I mean what if that's my sexuality? Homosexual.

Asking this question reminds me of the fact I read in a facts book I bought for my last birthday. It mentioned how the USA classified people who thought themselves homosexual as mentally unstable some over fifty years ago.

But then, what if?

Or what if this is just me feeling so unfixable after getting heartbroken by those who could have proved my heterosexuality?

I would never know or?

Should I give it a try?

Like a girl, ask her out and be in love with her?

That sounds a bit too automated.

But then...

If I was really homosexual, how would I take it?

I really don't know. Because right now, I am cool with it to an extent.

Which again reminds me of when I told my former ex crush that I would take drastic actions against myself if I found this out.

Things are different now. That's all I can really say.

Very much different. I'm a lot more open minded and that solves that.

Which is why there is another question.

What if I have feelings for my friend? He'd make me heterosexual if things do work out.

But I wouldn't let things work out.

Because I can't let myself just remain in the present no matter how I try with regards to this, I just keep looking ahead and seeing just bleakness.
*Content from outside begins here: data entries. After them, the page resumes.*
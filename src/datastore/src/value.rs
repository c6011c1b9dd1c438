// Copyright 2025 Google LLC
//
// Licensed under the Apache License, Version 2.0 (the "License");
// you may not use this file except in compliance with the License.
// You may obtain a copy of the License at
//
//     https://www.apache.org/licenses/LICENSE-2.0
//
// Unless required by applicable law or agreed to in writing, software
// distributed under the License is distributed on an "AS IS" BASIS,
// WITHOUT WARRANTIES OR CONDITIONS OF ANY KIND, either express or implied.
// See the License for the specific language governing permissions and
// limitations under the License.

use crate::model;
use crate::{Entity, Key};

/// A property value.
///
/// Datastore properties hold one of a fixed set of types. Arrays may contain
/// values of different types, and entities may be embedded as values.
#[derive(Clone, Debug, Default, PartialEq)]
#[non_exhaustive]
pub enum Value {
    #[default]
    Null,
    Boolean(bool),
    Integer(i64),
    Double(f64),
    String(String),
    Blob(bytes::Bytes),
    Key(Key),
    Entity(Entity),
    Array(Vec<Value>),
}

impl Value {
    pub fn is_null(&self) -> bool {
        matches!(self, Self::Null)
    }

    pub fn as_bool(&self) -> Option<bool> {
        match self {
            Self::Boolean(v) => Some(*v),
            _ => None,
        }
    }

    pub fn as_i64(&self) -> Option<i64> {
        match self {
            Self::Integer(v) => Some(*v),
            _ => None,
        }
    }

    pub fn as_f64(&self) -> Option<f64> {
        match self {
            Self::Double(v) => Some(*v),
            _ => None,
        }
    }

    pub fn as_str(&self) -> Option<&str> {
        match self {
            Self::String(v) => Some(v.as_str()),
            _ => None,
        }
    }

    pub fn as_blob(&self) -> Option<&bytes::Bytes> {
        match self {
            Self::Blob(v) => Some(v),
            _ => None,
        }
    }

    pub fn as_key(&self) -> Option<&Key> {
        match self {
            Self::Key(v) => Some(v),
            _ => None,
        }
    }

    pub fn as_entity(&self) -> Option<&Entity> {
        match self {
            Self::Entity(v) => Some(v),
            _ => None,
        }
    }

    pub fn as_array(&self) -> Option<&[Value]> {
        match self {
            Self::Array(v) => Some(v.as_slice()),
            _ => None,
        }
    }
}

impl From<bool> for Value {
    fn from(value: bool) -> Self {
        Self::Boolean(value)
    }
}

impl From<i32> for Value {
    fn from(value: i32) -> Self {
        Self::Integer(value.into())
    }
}

impl From<i64> for Value {
    fn from(value: i64) -> Self {
        Self::Integer(value)
    }
}

impl From<f64> for Value {
    fn from(value: f64) -> Self {
        Self::Double(value)
    }
}

impl From<&str> for Value {
    fn from(value: &str) -> Self {
        Self::String(value.to_string())
    }
}

impl From<String> for Value {
    fn from(value: String) -> Self {
        Self::String(value)
    }
}

impl From<bytes::Bytes> for Value {
    fn from(value: bytes::Bytes) -> Self {
        Self::Blob(value)
    }
}

impl From<Key> for Value {
    fn from(value: Key) -> Self {
        Self::Key(value)
    }
}

impl From<Entity> for Value {
    fn from(value: Entity) -> Self {
        Self::Entity(value)
    }
}

impl<T: Into<Value>> From<Vec<T>> for Value {
    fn from(value: Vec<T>) -> Self {
        Self::Array(value.into_iter().map(Into::into).collect())
    }
}

impl From<&model::Value> for Value {
    fn from(value: &model::Value) -> Self {
        if let Some(v) = value.boolean_value {
            return Self::Boolean(v);
        }
        if let Some(v) = value.integer_value {
            return Self::Integer(v);
        }
        if let Some(v) = value.double_value {
            return Self::Double(v);
        }
        if let Some(v) = &value.key_value {
            return Self::Key(Key::from(v));
        }
        if let Some(v) = &value.string_value {
            return Self::String(v.clone());
        }
        if let Some(v) = &value.blob_value {
            return Self::Blob(v.clone());
        }
        if let Some(v) = &value.entity_value {
            return Self::Entity(Entity::from(v.as_ref()));
        }
        if let Some(v) = &value.array_value {
            return Self::Array(v.values.iter().map(Value::from).collect());
        }
        Self::Null
    }
}

impl From<&Value> for model::Value {
    fn from(value: &Value) -> Self {
        let mut wire = model::Value::default();
        match value {
            Value::Null => {}
            Value::Boolean(v) => wire.boolean_value = Some(*v),
            Value::Integer(v) => wire.integer_value = Some(*v),
            Value::Double(v) => wire.double_value = Some(*v),
            Value::String(v) => wire.string_value = Some(v.clone()),
            Value::Blob(v) => wire.blob_value = Some(v.clone()),
            Value::Key(v) => wire.key_value = Some(model::Key::from(v)),
            Value::Entity(v) => wire.entity_value = Some(Box::new(model::Entity::from(v))),
            Value::Array(v) => {
                wire.array_value = Some(model::ArrayValue {
                    values: v.iter().map(model::Value::from).collect(),
                })
            }
        }
        wire
    }
}

impl From<Value> for model::Value {
    fn from(value: Value) -> Self {
        model::Value::from(&value)
    }
}

/// The index settings stored alongside a property value.
///
/// Datastore reports whether each value is excluded from indexes and, for
/// values written by older clients, its `meaning`. Array values carry the
/// settings of each element. Entities keep these settings per property so
/// writing them back does not change how they are indexed.
///
/// # Example
/// ```
/// # use google_cloud_datastore::{Entity, Key, ValueOptions};
/// let entity = Entity::new(Key::builder("my-project", "Task").name("t1").build())
///     .set_property("notes", "a long text")
///     .set_property_options("notes", ValueOptions::new().set_exclude_from_indexes(true));
/// assert!(entity.is_excluded_from_indexes("notes"));
/// ```
#[derive(Clone, Debug, Default, PartialEq, Eq)]
pub struct ValueOptions {
    exclude_from_indexes: Option<bool>,
    meaning: Option<i32>,
    elements: Vec<ValueOptions>,
}

impl ValueOptions {
    pub fn new() -> Self {
        Self::default()
    }

    pub fn exclude_from_indexes(&self) -> bool {
        self.exclude_from_indexes.unwrap_or(false)
    }

    pub fn meaning(&self) -> Option<i32> {
        self.meaning
    }

    /// The settings of each array element, in order. Empty when no element
    /// has settings.
    pub fn elements(&self) -> &[ValueOptions] {
        &self.elements
    }

    pub fn set_exclude_from_indexes(mut self, v: bool) -> Self {
        self.exclude_from_indexes = Some(v);
        self
    }

    pub fn set_meaning(mut self, v: i32) -> Self {
        self.meaning = Some(v);
        self
    }

    pub fn set_elements<T: IntoIterator<Item = ValueOptions>>(mut self, v: T) -> Self {
        self.elements = v.into_iter().collect();
        self
    }

    /// Returns true if there are no settings to carry.
    pub fn is_empty(&self) -> bool {
        self.exclude_from_indexes.is_none() && self.meaning.is_none() && self.elements.is_empty()
    }

    pub(crate) fn from_wire(value: &model::Value) -> Self {
        let elements: Vec<_> = value
            .array_value
            .iter()
            .flat_map(|a| a.values.iter().map(Self::from_wire))
            .collect();
        Self {
            exclude_from_indexes: value.exclude_from_indexes,
            meaning: value.meaning,
            elements: if elements.iter().all(Self::is_empty) {
                Vec::new()
            } else {
                elements
            },
        }
    }

    /// Copies the settings into `wire`, including those of array elements.
    pub(crate) fn apply(&self, wire: &mut model::Value) {
        wire.exclude_from_indexes = self.exclude_from_indexes;
        wire.meaning = self.meaning;
        if let Some(array) = wire.array_value.as_mut() {
            array
                .values
                .iter_mut()
                .zip(&self.elements)
                .for_each(|(v, o)| o.apply(v));
        }
    }
}

#[cfg(test)]
mod tests {
    use super::*;
    use serde_json::json;
    use test_case::test_case;

    #[test_case(json!({}), Value::Null)]
    #[test_case(json!({"nullValue": null}), Value::Null)]
    #[test_case(json!({"booleanValue": true}), Value::Boolean(true))]
    #[test_case(json!({"integerValue": "-7"}), Value::Integer(-7))]
    #[test_case(json!({"doubleValue": 2.5}), Value::Double(2.5))]
    #[test_case(json!({"stringValue": "abc"}), Value::String("abc".into()))]
    #[test_case(json!({"blobValue": "AAEC"}), Value::Blob(bytes::Bytes::from_static(&[0, 1, 2])))]
    #[test_case(json!({"arrayValue": {"values": [{"integerValue": "1"}, {"stringValue": "x"}]}}), Value::from(vec![Value::from(1), Value::from("x")]))]
    #[test_case(json!({"arrayValue": {}}), Value::Array(Vec::new()))]
    fn from_wire(input: serde_json::Value, want: Value) -> anyhow::Result<()> {
        let wire = serde_json::from_value::<model::Value>(input)?;
        assert_eq!(Value::from(&wire), want);
        Ok(())
    }

    #[test]
    fn key_and_entity() -> anyhow::Result<()> {
        let wire = serde_json::from_value::<model::Value>(json!({
            "entityValue": {
                "properties": {
                    "ref": {"keyValue": {"partitionId": {"projectId": "p"}, "path": [{"kind": "K", "id": "1"}]}}
                }
            }
        }))?;
        let got = Value::from(&wire);
        let entity = got.as_entity().expect("value is an entity");
        assert_eq!(entity.key(), None);
        let key = entity
            .get("ref")
            .and_then(Value::as_key)
            .expect("property is a key");
        assert_eq!(key.id(), Some(1));
        assert_eq!(model::Value::from(&got), wire);
        Ok(())
    }

    #[test]
    fn accessors() {
        assert!(Value::Null.is_null());
        assert_eq!(Value::from(true).as_bool(), Some(true));
        assert_eq!(Value::from(42).as_i64(), Some(42));
        assert_eq!(Value::from(1.5).as_f64(), Some(1.5));
        assert_eq!(Value::from("s").as_str(), Some("s"));
        assert_eq!(Value::from("s").as_i64(), None);
        assert_eq!(
            Value::from(vec![true, false]).as_array(),
            Some([Value::Boolean(true), Value::Boolean(false)].as_slice())
        );
    }

    #[test]
    fn options_from_wire() -> anyhow::Result<()> {
        let wire = serde_json::from_value::<model::Value>(json!({
            "excludeFromIndexes": true,
            "meaning": 22,
            "stringValue": "x"
        }))?;
        let got = ValueOptions::from_wire(&wire);
        assert!(got.exclude_from_indexes());
        assert_eq!(got.meaning(), Some(22));
        assert!(got.elements().is_empty());

        let mut out = model::Value::from(&Value::from(&wire));
        assert_eq!(out.exclude_from_indexes, None);
        got.apply(&mut out);
        assert_eq!(out, wire);
        Ok(())
    }

    #[test]
    fn options_array_elements() -> anyhow::Result<()> {
        let wire = serde_json::from_value::<model::Value>(json!({"arrayValue": {"values": [
            {"stringValue": "a"},
            {"stringValue": "b", "excludeFromIndexes": true},
        ]}}))?;
        let got = ValueOptions::from_wire(&wire);
        assert!(!got.exclude_from_indexes());
        assert_eq!(
            got.elements(),
            [
                ValueOptions::new(),
                ValueOptions::new().set_exclude_from_indexes(true)
            ]
            .as_slice()
        );
        let mut out = model::Value::from(&Value::from(&wire));
        got.apply(&mut out);
        assert_eq!(out, wire);

        let plain = serde_json::from_value::<model::Value>(json!({"arrayValue": {"values": [
            {"stringValue": "a"},
        ]}}))?;
        assert!(ValueOptions::from_wire(&plain).is_empty());
        Ok(())
    }

    #[test]
    fn to_wire() -> anyhow::Result<()> {
        let got = serde_json::to_value(model::Value::from(Value::from(vec![
            Value::from(1_i64),
            Value::Null,
            Value::from(bytes::Bytes::from_static(b"abc")),
        ])))?;
        let want = json!({"arrayValue": {"values": [
            {"integerValue": "1"},
            {},
            {"blobValue": "YWJj"},
        ]}});
        assert_eq!(got, want);
        Ok(())
    }
}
He is my friend, so I think I know that much about him.

This friend is kind of like my emotional support except almost everytime I reach out to him or try to, he is never there.

And when he is, I hesitate to.

And the times I don't hesitate to while he is there, something else that's not so cool happens.

And you know what, I am cool with it.

All of it because somehow he has warmed his way into my heart. And now what?

We are just friends of course, even though sometimes in the past(withing the span of the two most recent months April and June), I could not help but want to kiss him, except we were miles away and I could only leave that to my imaginations.

Sometimes I didn't go that for and sometimes, I went futher.

It's crazy, I know, but I couldn't help it when that happened because like I said, he has his place in my heart.

He has the title of my emotional support without him knowing and now, I just feel like if I told him that I rely on him this deep and to this extent I will only make a fool out of myself.

He would probably just see me as desperate and kick me off mentally or with his words.

Or maybe he'd say something nice but in a mocking way?

I feel like I know what to expect from this confession and at the same time, I feel like his reaction would surprise me.

I am of course just letting things flow and just going with the flow, but I have mental restraints or rather, moral restraints that keep me on this spot; thinking and pondering over it.

We can't possibly be a thing, it'll be disastrous, very much disastrous and I just know it.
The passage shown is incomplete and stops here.